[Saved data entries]

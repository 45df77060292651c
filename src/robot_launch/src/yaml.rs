//! YAML launch frontend
//!
//! Reads and writes the ROS 2 YAML launch syntax:
//!
//! ```yaml
//! launch:
//! - node:
//!     pkg: ros_gz_bridge
//!     exec: parameter_bridge
//!     args: /cmd_vel@geometry_msgs/msg/Twist@ignition.msgs.Twist
//! ```

use crate::{
    actions::{split_args, NodeAction, OutputMode},
    description::LaunchDescription,
    error::{GenerationError, ParseError, Result},
    xml::writer::join_args,
};
use serde::{Deserialize, Serialize};
use serde_yaml::Value;
use std::path::Path;

#[derive(Debug, Deserialize)]
struct YamlLaunch {
    #[serde(default)]
    launch: Vec<Value>,
}

#[derive(Debug, Serialize)]
struct YamlNodeEntry {
    node: YamlNode,
}

#[derive(Debug, Serialize, Deserialize)]
struct YamlNode {
    pkg: Option<String>,
    exec: Option<String>,
    #[serde(default, skip_serializing_if = "Option::is_none")]
    name: Option<String>,
    #[serde(default, skip_serializing_if = "Option::is_none")]
    namespace: Option<String>,
    #[serde(default, skip_serializing_if = "Option::is_none")]
    args: Option<String>,
    #[serde(default, skip_serializing_if = "Option::is_none")]
    output: Option<OutputMode>,
    #[serde(default, skip_serializing_if = "std::ops::Not::not")]
    emulate_tty: bool,
}

impl YamlNode {
    fn into_action(self) -> Result<NodeAction> {
        let missing = |attribute: &str| ParseError::MissingAttribute {
            element: "node".to_string(),
            attribute: attribute.to_string(),
        };
        let mut node = NodeAction::new(
            self.pkg.ok_or_else(|| missing("pkg"))?,
            self.exec.ok_or_else(|| missing("exec"))?,
        );
        node.name = self.name;
        node.namespace = self.namespace;
        node.arguments = self.args.as_deref().map(split_args).unwrap_or_default();
        node.output = self.output;
        node.emulate_tty = self.emulate_tty;
        Ok(node)
    }
}

pub fn parse_yaml_file(path: &Path) -> Result<LaunchDescription> {
    let content = std::fs::read_to_string(path)?;
    parse_yaml_string(&content)
}

pub fn parse_yaml_string(content: &str) -> Result<LaunchDescription> {
    let doc: YamlLaunch = serde_yaml::from_str(content)?;

    let mut actions = Vec::new();
    for item in doc.launch {
        match item.get("node") {
            Some(node) => {
                let node: YamlNode = serde_yaml::from_value(node.clone())?;
                actions.push(node.into_action()?);
            }
            None => {
                let kind = item
                    .as_mapping()
                    .and_then(|m| m.keys().next())
                    .and_then(Value::as_str)
                    .unwrap_or("<unknown>");
                log::warn!("Unsupported action type: {}", kind);
            }
        }
    }

    Ok(LaunchDescription::new(actions))
}

/// Render a description as a ROS 2 `.launch.yaml` document
pub fn to_yaml_string(
    description: &LaunchDescription,
) -> std::result::Result<String, GenerationError> {
    let entries = description
        .iter()
        .map(|node| -> std::result::Result<YamlNodeEntry, GenerationError> {
            let args = if node.arguments.is_empty() {
                None
            } else {
                Some(join_args(&node.arguments)?)
            };
            Ok(YamlNodeEntry {
                node: YamlNode {
                    pkg: Some(node.package.clone()),
                    exec: Some(node.executable.clone()),
                    name: node.name.clone(),
                    namespace: node.namespace.clone(),
                    args,
                    output: node.output,
                    emulate_tty: node.emulate_tty,
                },
            })
        })
        .collect::<std::result::Result<Vec<_>, _>>()?;

    #[derive(Serialize)]
    struct Document {
        launch: Vec<YamlNodeEntry>,
    }

    Ok(serde_yaml::to_string(&Document { launch: entries })?)
}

**EXERCISE GOAL**: Lines with "struct" in them are what the answer must contain; copy each from the records above.

**RESPONSE FOR THIS EXERCISE**:
struct YamlLaunch {
struct YamlNodeEntry {
struct YamlNode {
    struct Document {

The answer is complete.